シンプルながら観客を飽きさせないストーリー展開はもちろん、なにより度肝を抜かれたのが、今作から満を持して登場したバットマンの宿敵・ジョーカー。これがとにかくカッコイイ。怪演するのは『ブロークバック・マウンテン』で注目されたヒース・レジャージャック・ニコルソンをはじめ、これまでいろんな人が演じてきたジョーカーですが、悪者ながらいつもどことなくコミカルで憎めない部分が残されていました。


が、今回はちょっと違います。コミカルな部分が、笑いにつながらず、すべてサイコでワイルドで危険な香りに直結しているのです。鳥肌立つほどコワイです。んー、あらためてヒース・レジャーはすばらしい俳優だと思いました。が、残念なことに今年2008年1月に他界。死因はOver Doseだとか。享年28歳。ヒースがあんなにぶっ飛んだジョーカーを演じられたのも、もしかしたら荒れた私生活や精神状態あってこそ、だったのかも知れません。

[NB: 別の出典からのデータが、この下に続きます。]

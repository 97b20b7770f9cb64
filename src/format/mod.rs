//! Container parsers for Exif metadata.
//!
//! Decoding happens in two layers:
//!
//! - [`jpeg`] walks JPEG markers to find the Exif APP1 segment
//! - [`tiff`] reads the TIFF container inside it: header, directories, values

pub mod jpeg;
pub mod tiff;

pub use jpeg::{find_exif_segment, has_soi};
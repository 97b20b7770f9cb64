//! Configuration for decoding and for the command-line tool.
//!
//! [`ParseOptions`] controls how decoded values are rendered and is all the
//! library needs. [`Config`] is the CLI surface of the `exif-inspector`
//! binary and supports:
//! - Command-line arguments via clap
//! - Environment variables with `EXIF_` prefix
//! - Sensible defaults for all optional settings
//!
//! # Environment Variables
//!
//! - `EXIF_FORMAT` - Output format, `text` or `json` (default: text)
//! - `EXIF_KEEP_EMPTY` - Keep tags whose value is empty (default: false)
//! - `EXIF_DECIMALS` - Decimal places for rational values (default: 4)

use std::path::PathBuf;

use clap::{Parser, ValueEnum};

// =============================================================================
// Default Values
// =============================================================================

/// Default number of decimal places rationals are rounded to.
pub const DEFAULT_DECIMAL_PLACES: u8 = 4;

/// Largest accepted number of decimal places.
pub const MAX_DECIMAL_PLACES: u8 = 10;

// =============================================================================
// Parse Options
// =============================================================================

/// Options controlling how decoded values become display strings.
#[derive(Debug, Clone, Copy, PartialEq, Eq)]
pub struct ParseOptions {
    /// Keep tags whose rendered value is the empty string.
    ///
    /// Off by default: an empty value usually means padding rather than an
    /// intentionally blank field.
    pub keep_empty_values: bool,

    /// Decimal places rational values are rounded to before rendering.
    pub decimal_places: u8,
}

impl Default for ParseOptions {
    fn default() -> Self {
        Self {
            keep_empty_values: false,
            decimal_places: DEFAULT_DECIMAL_PLACES,
        }
    }
}

impl ParseOptions {
    /// Validate the options and return an error message if invalid.
    pub fn validate(&self) -> Result<(), String> {
        if self.decimal_places > MAX_DECIMAL_PLACES {
            return Err(format!(
                "decimal_places must be between 0 and {}",
                MAX_DECIMAL_PLACES
            ));
        }
        Ok(())
    }
}

// =============================================================================
// CLI Arguments
// =============================================================================

/// Output format for the decoded tags.
#[derive(Debug, Clone, Copy, PartialEq, Eq, Default, ValueEnum)]
pub enum OutputFormat {
    /// One `label: value` line per tag
    #[default]
    Text,
    /// A single JSON object, keys in file order
    Json,
}

/// exif-inspector - Print the EXIF tags of a JPEG file.
#[derive(Parser, Debug, Clone)]
#[command(name = "exif-inspector")]
#[command(author, version, about, long_about = None)]
pub struct Config {
    /// JPEG file to inspect.
    pub file: PathBuf,

    /// Output format.
    #[arg(long, value_enum, default_value_t = OutputFormat::Text, env = "EXIF_FORMAT")]
    pub format: OutputFormat,

    /// Keep tags whose value is empty.
    #[arg(long, default_value_t = false, env = "EXIF_KEEP_EMPTY")]
    pub keep_empty: bool,

    /// Decimal places for rational values (0-10).
    #[arg(long, default_value_t = DEFAULT_DECIMAL_PLACES, env = "EXIF_DECIMALS")]
    pub decimals: u8,

    /// Enable verbose logging (debug level).
    #[arg(short, long, default_value_t = false)]
    pub verbose: bool,
}

impl Config {
    /// Decoder options derived from the command line.
    pub fn parse_options(&self) -> ParseOptions {
        ParseOptions {
            keep_empty_values: self.keep_empty,
            decimal_places: self.decimals,
        }
    }

    /// Validate the configuration and return an error message if invalid.
    pub fn validate(&self) -> Result<(), String> {
        if self.file.as_os_str().is_empty() {
            return Err("An input file is required".to_string());
        }
        self.parse_options().validate()
    }
}

// =============================================================================
// Tests
// =============================================================================
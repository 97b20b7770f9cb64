//! Image File Directory traversal.
//!
//! The walker reads every entry of a directory in file order, decodes it,
//! and records the result under the label table of the directory's kind.
//! Exif and GPS pointer entries in IFD0 fan out into their sub-IFDs once
//! IFD0 is complete, so sub-IFD tags always follow IFD0's tags. Pointer tags
//! inside a sub-IFD are recorded but not followed, which keeps the recursion
//! two levels deep.
//!
//! Offsets come straight from the file, so a crafted file can point a
//! sub-IFD back at a directory that was already read. Every directory offset
//! is recorded in a visited set before its entries are processed; revisits
//! are dropped, which bounds the work regardless of how pointers are wired.

use std::collections::HashSet;

use tracing::{debug, trace};

use crate::config::ParseOptions;
use crate::io::ByteReader;
use crate::metadata::{normalize_value, TagMap};

use super::parser::{IfdEntry, TiffHeader, IFD_COUNT_SIZE, IFD_ENTRY_SIZE};
use super::tags::IfdKind;
use super::values::{decode_entry, DecodedValue};

/// Walks the directories of one Exif container into a [`TagMap`].
///
/// A walker lives for exactly one decode; its visited set and output are
/// never shared between calls.
pub struct IfdWalker<'a> {
    reader: &'a ByteReader,
    header: TiffHeader,
    options: &'a ParseOptions,
    visited: HashSet<u32>,
    output: TagMap,
}

impl<'a> IfdWalker<'a> {
    /// Create a walker over the container described by `header`.
    pub fn new(reader: &'a ByteReader, header: TiffHeader, options: &'a ParseOptions) -> Self {
        Self {
            reader,
            header,
            options,
            visited: HashSet::new(),
            output: TagMap::new(),
        }
    }

    /// Walk the directory at `ifd_offset` (relative to the TIFF header),
    /// labelling its entries with the table for `kind`.
    ///
    /// Offset 0, already-visited offsets, and offsets with fewer than two
    /// bytes left in the buffer are ignored.
    pub fn walk(&mut self, ifd_offset: u32, kind: IfdKind) {
        if ifd_offset == 0 {
            return;
        }

        if self.visited.contains(&ifd_offset) {
            debug!(
                offset = ifd_offset,
                kind = kind.name(),
                "directory already visited, not following pointer"
            );
            return;
        }

        let Some(start) = self.header.absolute(ifd_offset) else {
            return;
        };
        if self.reader.remaining(start) < IFD_COUNT_SIZE {
            debug!(
                offset = ifd_offset,
                kind = kind.name(),
                "directory offset outside the buffer"
            );
            return;
        }

        self.visited.insert(ifd_offset);

        let order = self.header.byte_order;
        let Some(entry_count) = self.reader.read_u16(start, order) else {
            return;
        };

        debug!(
            offset = ifd_offset,
            kind = kind.name(),
            entries = entry_count,
            "walking directory"
        );

        let mut sub_ifds = Vec::new();

        for index in 0..entry_count as usize {
            let entry_offset = start + IFD_COUNT_SIZE + index * IFD_ENTRY_SIZE;
            let Some(entry) = IfdEntry::read(self.reader, entry_offset, order) else {
                trace!(
                    offset = ifd_offset,
                    index,
                    "directory truncated, remaining entries ignored"
                );
                break;
            };

            let value = decode_entry(self.reader, &self.header, &entry);
            if value.is_none() {
                continue;
            }

            if let Some(target) = kind.pointer_target(entry.tag) {
                match value.as_integer().and_then(|v| u32::try_from(v).ok()) {
                    Some(offset) => sub_ifds.push((offset, target)),
                    None => trace!(tag = entry.tag, "pointer entry without a usable offset"),
                }
            }

            self.record(kind, entry.tag, &value);
        }

        for (offset, target) in sub_ifds {
            self.walk(offset, target);
        }
    }

    /// Consume the walker, returning everything it collected.
    pub fn into_tags(self) -> TagMap {
        self.output
    }

    fn record(&mut self, kind: IfdKind, tag: u16, value: &DecodedValue) {
        let text = normalize_value(value, self.options.decimal_places);
        if text.is_empty() && !self.options.keep_empty_values {
            trace!(tag, kind = kind.name(), "dropping empty value");
            return;
        }
        self.output.insert(kind.resolve(tag), text);
    }
}

// =============================================================================
// Tests
// =============================================================================
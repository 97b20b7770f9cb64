//! TIFF header and directory entry parsing.
//!
//! Exif data inside a JPEG is a small classic TIFF file. Its header anchors
//! every offset that follows: IFD pointers and out-of-line values are all
//! relative to the first byte of the header, not to the start of the JPEG.
//!
//! # TIFF Header Structure
//!
//! ```text
//! Bytes 0-1: Byte order (0x4949 = little-endian "II", 0x4D4D = big-endian "MM")
//! Bytes 2-3: Signature (42 = 0x002A)
//! Bytes 4-7: Offset to first IFD (4 bytes, relative to byte 0)
//! ```
//!
//! # IFD Entry Structure (12 bytes)
//!
//! ```text
//! Bytes 0-1:  Tag
//! Bytes 2-3:  Field type
//! Bytes 4-7:  Count (number of values, not bytes)
//! Bytes 8-11: Value (if it fits in 4 bytes) or offset to the value
//! ```

use crate::error::StructuralError;
use crate::io::{read_u16_be, read_u16_le, read_u32_be, read_u32_le, ByteReader};

// =============================================================================
// Constants
// =============================================================================

/// Magic bytes indicating little-endian byte order ("II" for Intel)
const BYTE_ORDER_LITTLE_ENDIAN: u16 = 0x4949;

/// Magic bytes indicating big-endian byte order ("MM" for Motorola)
const BYTE_ORDER_BIG_ENDIAN: u16 = 0x4D4D;

/// TIFF signature that follows the byte order marker
const TIFF_SIGNATURE: u16 = 0x002A;

/// Size of the TIFF header in bytes
pub const TIFF_HEADER_SIZE: usize = 8;

/// Size of an IFD entry in bytes
pub const IFD_ENTRY_SIZE: usize = 12;

/// Size of the entry count field at the start of an IFD
pub const IFD_COUNT_SIZE: usize = 2;

/// Size of the value/offset field of an IFD entry
pub const VALUE_FIELD_SIZE: usize = 4;

// =============================================================================
// ByteOrder
// =============================================================================

/// Byte order (endianness) declared by the TIFF header.
///
/// All multi-byte values inside the Exif container are read in this order.
#[derive(Debug, Clone, Copy, PartialEq, Eq)]
pub enum ByteOrder {
    /// Little-endian ("II" = Intel)
    LittleEndian,
    /// Big-endian ("MM" = Motorola)
    BigEndian,
}

impl ByteOrder {
    /// Read a u16 from a byte slice using this byte order.
    #[inline]
    pub fn read_u16(self, bytes: &[u8]) -> u16 {
        match self {
            ByteOrder::LittleEndian => read_u16_le(bytes),
            ByteOrder::BigEndian => read_u16_be(bytes),
        }
    }

    /// Read a u32 from a byte slice using this byte order.
    #[inline]
    pub fn read_u32(self, bytes: &[u8]) -> u32 {
        match self {
            ByteOrder::LittleEndian => read_u32_le(bytes),
            ByteOrder::BigEndian => read_u32_be(bytes),
        }
    }

    /// Read an i16 from a byte slice using this byte order.
    #[inline]
    pub fn read_i16(self, bytes: &[u8]) -> i16 {
        self.read_u16(bytes) as i16
    }

    /// Read an i32 from a byte slice using this byte order.
    #[inline]
    pub fn read_i32(self, bytes: &[u8]) -> i32 {
        self.read_u32(bytes) as i32
    }
}

// =============================================================================
// TiffHeader
// =============================================================================

/// Parsed TIFF header of an Exif container.
#[derive(Debug, Clone, Copy, PartialEq, Eq)]
pub struct TiffHeader {
    /// Byte order for all multi-byte values in the container
    pub byte_order: ByteOrder,

    /// Absolute buffer offset of the header; every TIFF offset is relative to it
    pub tiff_start: usize,

    /// Offset to IFD0, relative to `tiff_start`
    pub first_ifd_offset: u32,
}

impl TiffHeader {
    /// Parse the TIFF header found at `tiff_start` in `reader`.
    ///
    /// # Errors
    /// - `TruncatedTiffHeader` if fewer than 8 bytes remain at `tiff_start`
    /// - `InvalidByteOrder` if the first two bytes are not II or MM
    /// - `InvalidSignature` if the signature is not 42
    pub fn parse(reader: &ByteReader, tiff_start: usize) -> Result<Self, StructuralError> {
        let bytes = reader
            .slice_at(tiff_start, TIFF_HEADER_SIZE)
            .ok_or(StructuralError::TruncatedTiffHeader { offset: tiff_start })?;

        // The marker is a byte pattern, so its read order does not matter
        let magic = u16::from_be_bytes([bytes[0], bytes[1]]);
        let byte_order = match magic {
            BYTE_ORDER_LITTLE_ENDIAN => ByteOrder::LittleEndian,
            BYTE_ORDER_BIG_ENDIAN => ByteOrder::BigEndian,
            _ => return Err(StructuralError::InvalidByteOrder(magic)),
        };

        let signature = byte_order.read_u16(&bytes[2..4]);
        if signature != TIFF_SIGNATURE {
            return Err(StructuralError::InvalidSignature(signature));
        }

        let first_ifd_offset = byte_order.read_u32(&bytes[4..8]);

        Ok(TiffHeader {
            byte_order,
            tiff_start,
            first_ifd_offset,
        })
    }

    /// Translate an offset relative to the TIFF header into a buffer offset.
    ///
    /// Returns `None` if the addition overflows.
    #[inline]
    pub fn absolute(&self, relative: u32) -> Option<usize> {
        self.tiff_start.checked_add(relative as usize)
    }
}

// =============================================================================
// IfdEntry
// =============================================================================

/// A single 12-byte IFD entry, undecoded.
#[derive(Debug, Clone, Copy, PartialEq, Eq)]
pub struct IfdEntry {
    /// Tag ID
    pub tag: u16,

    /// Raw field type code (may be a type this decoder does not support)
    pub field_type: u16,

    /// Number of values (not bytes)
    pub count: u32,

    /// The trailing 4 bytes: inline value or offset to the value
    pub value_field: [u8; VALUE_FIELD_SIZE],

    /// Absolute buffer offset of the entry itself
    pub entry_offset: usize,
}

impl IfdEntry {
    /// Read the entry starting at absolute offset `entry_offset`.
    ///
    /// Returns `None` if the full 12 bytes are not available.
    pub fn read(reader: &ByteReader, entry_offset: usize, byte_order: ByteOrder) -> Option<Self> {
        let bytes = reader.slice_at(entry_offset, IFD_ENTRY_SIZE)?;

        let mut value_field = [0u8; VALUE_FIELD_SIZE];
        value_field.copy_from_slice(&bytes[8..12]);

        Some(IfdEntry {
            tag: byte_order.read_u16(&bytes[0..2]),
            field_type: byte_order.read_u16(&bytes[2..4]),
            count: byte_order.read_u32(&bytes[4..8]),
            value_field,
            entry_offset,
        })
    }

    /// Absolute buffer offset of the inline value field.
    #[inline]
    pub fn value_field_offset(&self) -> usize {
        self.entry_offset + 8
    }

    /// Interpret the value field as an offset (relative to the TIFF header).
    #[inline]
    pub fn value_offset(&self, byte_order: ByteOrder) -> u32 {
        byte_order.read_u32(&self.value_field)
    }
}

// =============================================================================
// Tests
// =============================================================================
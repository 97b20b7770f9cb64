//! JPEG segment scanning.
//!
//! A JPEG file is a sequence of marker-delimited segments. Exif metadata
//! lives in an APP1 segment whose payload starts with `"Exif\0\0"`, followed
//! immediately by a TIFF container.
//!
//! # Segment Layout
//!
//! ```text
//! FF E1          APP1 marker
//! LL LL          Segment length, big-endian, includes these two bytes
//! 45 78 69 66    "Exif"
//! 00 00          Two NUL bytes
//! ...            TIFF header and directories
//! ```
//!
//! Other APP1 segments (XMP in particular) share the marker, so the
//! identifier has to be checked before a segment is accepted.

use tracing::{debug, trace};

use crate::error::{ExifError, StructuralError};
use crate::io::ByteReader;

// =============================================================================
// JPEG Markers
// =============================================================================

/// Start Of Image marker
pub const SOI: [u8; 2] = [0xFF, 0xD8];

/// End Of Image marker
pub const EOI: [u8; 2] = [0xFF, 0xD9];

/// Start Of Scan marker
pub const SOS: [u8; 2] = [0xFF, 0xDA];

/// Application segment 1 (Exif, XMP) marker
pub const APP1: [u8; 2] = [0xFF, 0xE1];

/// Identifier at the start of an Exif APP1 payload
pub const EXIF_IDENTIFIER: &[u8; 6] = b"Exif\0\0";

/// Distance from an APP1 marker to the TIFF header it carries
/// (marker + length + identifier).
pub const EXIF_TIFF_OFFSET: usize = 10;

/// Smallest buffer that can hold SOI and the start of a segment.
pub const MIN_JPEG_SIZE: usize = 4;

/// Temporary private use marker, which carries no length
const TEM: u8 = 0x01;

// =============================================================================
// Segment Scanning
// =============================================================================

/// Check whether `data` starts with a JPEG start-of-image marker.
pub fn has_soi(data: &[u8]) -> bool {
    data.len() >= 2 && data[0..2] == SOI
}

/// Whether a marker type stands alone, without a length field.
#[inline]
fn is_standalone(marker: u8) -> bool {
    marker == TEM || (0xD0..=0xD8).contains(&marker)
}

/// Locate the TIFF container inside the first Exif APP1 segment.
///
/// Returns the absolute offset of the TIFF header.
///
/// # Errors
/// - `Structural` if the buffer is shorter than 4 bytes or lacks SOI
/// - `NotFound` if scanning reaches SOS, EOI, the end of the data, or a
///   broken segment before any Exif APP1 segment
pub fn find_exif_segment(reader: &ByteReader) -> Result<usize, ExifError> {
    let data = reader.as_bytes();

    if data.len() < MIN_JPEG_SIZE {
        return Err(StructuralError::TooSmall {
            required: MIN_JPEG_SIZE,
            actual: data.len(),
        }
        .into());
    }

    if !has_soi(data) {
        return Err(StructuralError::MissingSoi.into());
    }

    let mut pos = 2;
    loop {
        match reader.read_u8(pos) {
            Some(0xFF) => {}
            Some(_) => {
                return Err(not_found(format!("expected a marker at offset {}", pos)));
            }
            None => return Err(not_found("reached end of data")),
        }

        // Any number of 0xFF fill bytes may precede the marker type
        while reader.read_u8(pos + 1) == Some(0xFF) {
            pos += 1;
        }

        let Some(marker) = reader.read_u8(pos + 1) else {
            return Err(not_found("reached end of data"));
        };

        if [0xFF, marker] == SOS || [0xFF, marker] == EOI {
            return Err(not_found(format!(
                "reached marker 0xFF{:02X} before an Exif segment",
                marker
            )));
        }

        if is_standalone(marker) {
            pos += 2;
            continue;
        }

        let Some(length) = reader.read_u16_be(pos + 2) else {
            return Err(not_found("segment length truncated"));
        };
        if length < 2 {
            return Err(not_found(format!(
                "invalid segment length {} at offset {}",
                length, pos
            )));
        }

        if [0xFF, marker] == APP1 {
            let identifier = reader.slice_at(pos + 4, EXIF_IDENTIFIER.len());
            if identifier == Some(&EXIF_IDENTIFIER[..]) {
                debug!(offset = pos, length, "found Exif APP1 segment");
                return Ok(pos + EXIF_TIFF_OFFSET);
            }
            trace!(offset = pos, length, "skipping non-Exif APP1 segment");
        }

        let next = pos + 2 + length as usize;
        if next > data.len() {
            return Err(not_found(format!(
                "segment at offset {} runs past end of data",
                pos
            )));
        }
        pos = next;
    }
}

fn not_found(reason: impl Into<String>) -> ExifError {
    ExifError::NotFound(reason.into())
}

// =============================================================================
// Tests
// =============================================================================
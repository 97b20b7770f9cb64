use bytes::Bytes;

use crate::format::tiff::ByteOrder;

/// Random-access, bounds-checked reads over an immutable byte buffer.
///
/// Wider and signed values are read with [`ByteOrder`] from a slice taken
/// with [`ByteReader::slice_at`], so the bounds check covers the whole value.
///
/// The reader has no cursor: every read names its absolute offset. Reads
/// that would run past the end of the buffer return `None` instead of
/// panicking, so malformed offsets from the file degrade into skipped
/// values rather than aborting the decode.
///
/// Cloning is cheap; the underlying [`Bytes`] is reference-counted.
#[derive(Debug, Clone)]
pub struct ByteReader {
    data: Bytes,
}

impl ByteReader {
    /// Wrap a buffer for reading.
    pub fn new(data: impl Into<Bytes>) -> Self {
        Self { data: data.into() }
    }

    /// Total size of the buffer in bytes.
    #[inline]
    pub fn len(&self) -> usize {
        self.data.len()
    }

    /// Whether the buffer is empty.
    #[inline]
    pub fn is_empty(&self) -> bool {
        self.data.is_empty()
    }

    /// The full underlying buffer.
    #[inline]
    pub fn as_bytes(&self) -> &[u8] {
        &self.data
    }

    /// Number of bytes available from `offset` to the end of the buffer.
    #[inline]
    pub fn remaining(&self, offset: usize) -> usize {
        self.data.len().saturating_sub(offset)
    }

    /// Borrow `len` bytes starting at `offset`.
    ///
    /// Returns `None` if the range does not fit in the buffer.
    pub fn slice_at(&self, offset: usize, len: usize) -> Option<&[u8]> {
        let end = offset.checked_add(len)?;
        self.data.get(offset..end)
    }

    /// Read a single byte.
    #[inline]
    pub fn read_u8(&self, offset: usize) -> Option<u8> {
        self.data.get(offset).copied()
    }

    /// Read a u16 in the given byte order.
    #[inline]
    pub fn read_u16(&self, offset: usize, order: ByteOrder) -> Option<u16> {
        self.slice_at(offset, 2).map(|b| order.read_u16(b))
    }

    /// Read a big-endian u16 (JPEG segment lengths are always big-endian).
    #[inline]
    pub fn read_u16_be(&self, offset: usize) -> Option<u16> {
        self.read_u16(offset, ByteOrder::BigEndian)
    }
}

// =============================================================================
// Endian Helper Functions
// =============================================================================
//
// Used by `ByteOrder` once the caller has already sliced the right number of
// bytes out of the buffer.

/// Read a little-endian u16 from a byte slice.
///
/// # Panics
/// Panics if the slice has fewer than 2 bytes.
#[inline]
pub fn read_u16_le(bytes: &[u8]) -> u16 {
    u16::from_le_bytes([bytes[0], bytes[1]])
}

/// Read a big-endian u16 from a byte slice.
///
/// # Panics
/// Panics if the slice has fewer than 2 bytes.
#[inline]
pub fn read_u16_be(bytes: &[u8]) -> u16 {
    u16::from_be_bytes([bytes[0], bytes[1]])
}

/// Read a little-endian u32 from a byte slice.
///
/// # Panics
/// Panics if the slice has fewer than 4 bytes.
#[inline]
pub fn read_u32_le(bytes: &[u8]) -> u32 {
    u32::from_le_bytes([bytes[0], bytes[1], bytes[2], bytes[3]])
}

/// Read a big-endian u32 from a byte slice.
///
/// # Panics
/// Panics if the slice has fewer than 4 bytes.
#[inline]
pub fn read_u32_be(bytes: &[u8]) -> u32 {
    u32::from_be_bytes([bytes[0], bytes[1], bytes[2], bytes[3]])
}
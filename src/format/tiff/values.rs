//! IFD entry value decoding.
//!
//! Values are stored either inline in the entry's 4-byte value field (when
//! `unit size × count ≤ 4`) or elsewhere in the container, in which case the
//! value field holds an offset relative to the TIFF header.
//!
//! Decoding never fails loudly: an unsupported type, a zero count, or a value
//! that would run past the end of the buffer produces [`DecodedValue::None`]
//! and the caller drops the entry. A zero-count ASCII entry is the exception
//! and decodes to empty text.

use serde::Serialize;
use tracing::trace;

use crate::io::ByteReader;

use super::parser::{IfdEntry, TiffHeader};
use super::tags::FieldType;

// =============================================================================
// DecodedValue
// =============================================================================

/// A typed value decoded from an IFD entry.
///
/// Single-element values collapse to the scalar variants; anything with a
/// count above one stays a list in file order.
#[derive(Debug, Clone, PartialEq, Serialize)]
#[serde(untagged)]
pub enum DecodedValue {
    /// ASCII text, cut at the first NUL
    Text(String),

    /// A single integer of any TIFF integer type
    Integer(i64),

    /// Several integers, in file order
    IntegerList(Vec<i64>),

    /// A single rational, already divided out
    Rational(f64),

    /// Several rationals, in file order
    RationalList(Vec<f64>),

    /// The entry could not be decoded
    None,
}

impl DecodedValue {
    /// Whether decoding produced nothing.
    #[inline]
    pub fn is_none(&self) -> bool {
        matches!(self, DecodedValue::None)
    }

    /// The scalar integer, if this is one.
    pub fn as_integer(&self) -> Option<i64> {
        match self {
            DecodedValue::Integer(v) => Some(*v),
            _ => None,
        }
    }

    fn from_integers(values: impl Iterator<Item = i64>, count: u32) -> Self {
        let mut values: Vec<i64> = values.collect();
        if count == 1 {
            values.pop().map_or(DecodedValue::None, DecodedValue::Integer)
        } else {
            DecodedValue::IntegerList(values)
        }
    }

    fn from_rationals(values: impl Iterator<Item = f64>, count: u32) -> Self {
        let mut values: Vec<f64> = values.collect();
        if count == 1 {
            values.pop().map_or(DecodedValue::None, DecodedValue::Rational)
        } else {
            DecodedValue::RationalList(values)
        }
    }
}

/// Divide a rational, yielding exactly 0 for a zero denominator.
#[inline]
fn ratio(numerator: f64, denominator: f64) -> f64 {
    if denominator == 0.0 {
        0.0
    } else {
        numerator / denominator
    }
}

// =============================================================================
// Decoding
// =============================================================================

/// Decode the value of `entry`.
///
/// Returns [`DecodedValue::None`] when the type is unsupported, the count is
/// zero (except for ASCII, which yields empty text), or the value's location
/// plus length falls outside the buffer.
pub fn decode_entry(reader: &ByteReader, header: &TiffHeader, entry: &IfdEntry) -> DecodedValue {
    let Some(field_type) = FieldType::from_u16(entry.field_type) else {
        trace!(
            tag = entry.tag,
            field_type = entry.field_type,
            "skipping entry with unsupported field type"
        );
        return DecodedValue::None;
    };

    if entry.count == 0 {
        // A zero-length string is still a present, blank field
        return match field_type {
            FieldType::Ascii => DecodedValue::Text(String::new()),
            _ => DecodedValue::None,
        };
    }

    let Some(len) = field_type.byte_len(entry.count) else {
        return DecodedValue::None;
    };

    let location = if field_type.fits_inline(entry.count) {
        Some(entry.value_field_offset())
    } else {
        header.absolute(entry.value_offset(header.byte_order))
    };

    let Some(bytes) = location.and_then(|loc| reader.slice_at(loc, len)) else {
        trace!(
            tag = entry.tag,
            len,
            buffer_len = reader.len(),
            "skipping entry whose value lies outside the buffer"
        );
        return DecodedValue::None;
    };

    let order = header.byte_order;
    let count = entry.count;

    match field_type {
        FieldType::Ascii => {
            let end = bytes.iter().position(|&b| b == 0).unwrap_or(bytes.len());
            DecodedValue::Text(String::from_utf8_lossy(&bytes[..end]).into_owned())
        }
        FieldType::Byte | FieldType::Undefined => {
            DecodedValue::from_integers(bytes.iter().map(|&b| b as i64), count)
        }
        FieldType::SByte => DecodedValue::from_integers(bytes.iter().map(|&b| b as i8 as i64), count),
        FieldType::Short => DecodedValue::from_integers(
            bytes.chunks_exact(2).map(|c| order.read_u16(c) as i64),
            count,
        ),
        FieldType::SShort => DecodedValue::from_integers(
            bytes.chunks_exact(2).map(|c| order.read_i16(c) as i64),
            count,
        ),
        FieldType::Long => DecodedValue::from_integers(
            bytes.chunks_exact(4).map(|c| order.read_u32(c) as i64),
            count,
        ),
        FieldType::SLong => DecodedValue::from_integers(
            bytes.chunks_exact(4).map(|c| order.read_i32(c) as i64),
            count,
        ),
        FieldType::Rational => DecodedValue::from_rationals(
            bytes
                .chunks_exact(8)
                .map(|c| ratio(order.read_u32(&c[..4]) as f64, order.read_u32(&c[4..]) as f64)),
            count,
        ),
        FieldType::SRational => DecodedValue::from_rationals(
            bytes
                .chunks_exact(8)
                .map(|c| ratio(order.read_i32(&c[..4]) as f64, order.read_i32(&c[4..]) as f64)),
            count,
        ),
    }
}

// =============================================================================
// Tests
// =============================================================================
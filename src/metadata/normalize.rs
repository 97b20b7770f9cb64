use crate::format::tiff::DecodedValue;

/// Separator between elements of list values.
pub const LIST_SEPARATOR: &str = ", ";

/// Render a decoded value as a display string.
///
/// Rationals are rounded to `decimal_places` with trailing zeros trimmed, so
/// `1/3` becomes `0.3333` and `72/1` becomes `72`. [`DecodedValue::None`]
/// renders as the empty string.
pub fn normalize_value(value: &DecodedValue, decimal_places: u8) -> String {
    match value {
        DecodedValue::Text(text) => text.trim_end().to_string(),
        DecodedValue::Integer(v) => v.to_string(),
        DecodedValue::IntegerList(values) => values
            .iter()
            .map(i64::to_string)
            .collect::<Vec<_>>()
            .join(LIST_SEPARATOR),
        DecodedValue::Rational(v) => format_decimal(*v, decimal_places),
        DecodedValue::RationalList(values) => values
            .iter()
            .map(|v| format_decimal(*v, decimal_places))
            .collect::<Vec<_>>()
            .join(LIST_SEPARATOR),
        DecodedValue::None => String::new(),
    }
}

/// Round to `decimal_places` and drop trailing zeros.
pub fn format_decimal(value: f64, decimal_places: u8) -> String {
    if !value.is_finite() {
        return "0".to_string();
    }

    let mut text = format!("{:.*}", decimal_places as usize, value);
    if text.contains('.') {
        let trimmed = text.trim_end_matches('0').trim_end_matches('.').len();
        text.truncate(trimmed);
    }

    // Small negatives round to "-0"
    if text == "-0" {
        text = "0".to_string();
    }
    text
}
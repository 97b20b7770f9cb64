//! Decoded metadata: the ordered tag map and value normalization.

mod normalize;
mod tag_map;

pub use normalize::{format_decimal, normalize_value, LIST_SEPARATOR};
pub use tag_map::TagMap;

カリスマ不在の世界にあって、ステレオタイプなイメージの量産が繰り返されていた悪役を、現代にぴったりのダークサイド・ヒーローとして蘇らせ、自らはそのまま還らぬ人となったヒース・レジャーアメリカの映画界は、永遠に人々の記憶に残る強烈なヒールキャラを得たと同時に、本当の意味でのスーパーヒーローをひとり失ったのかもしれません。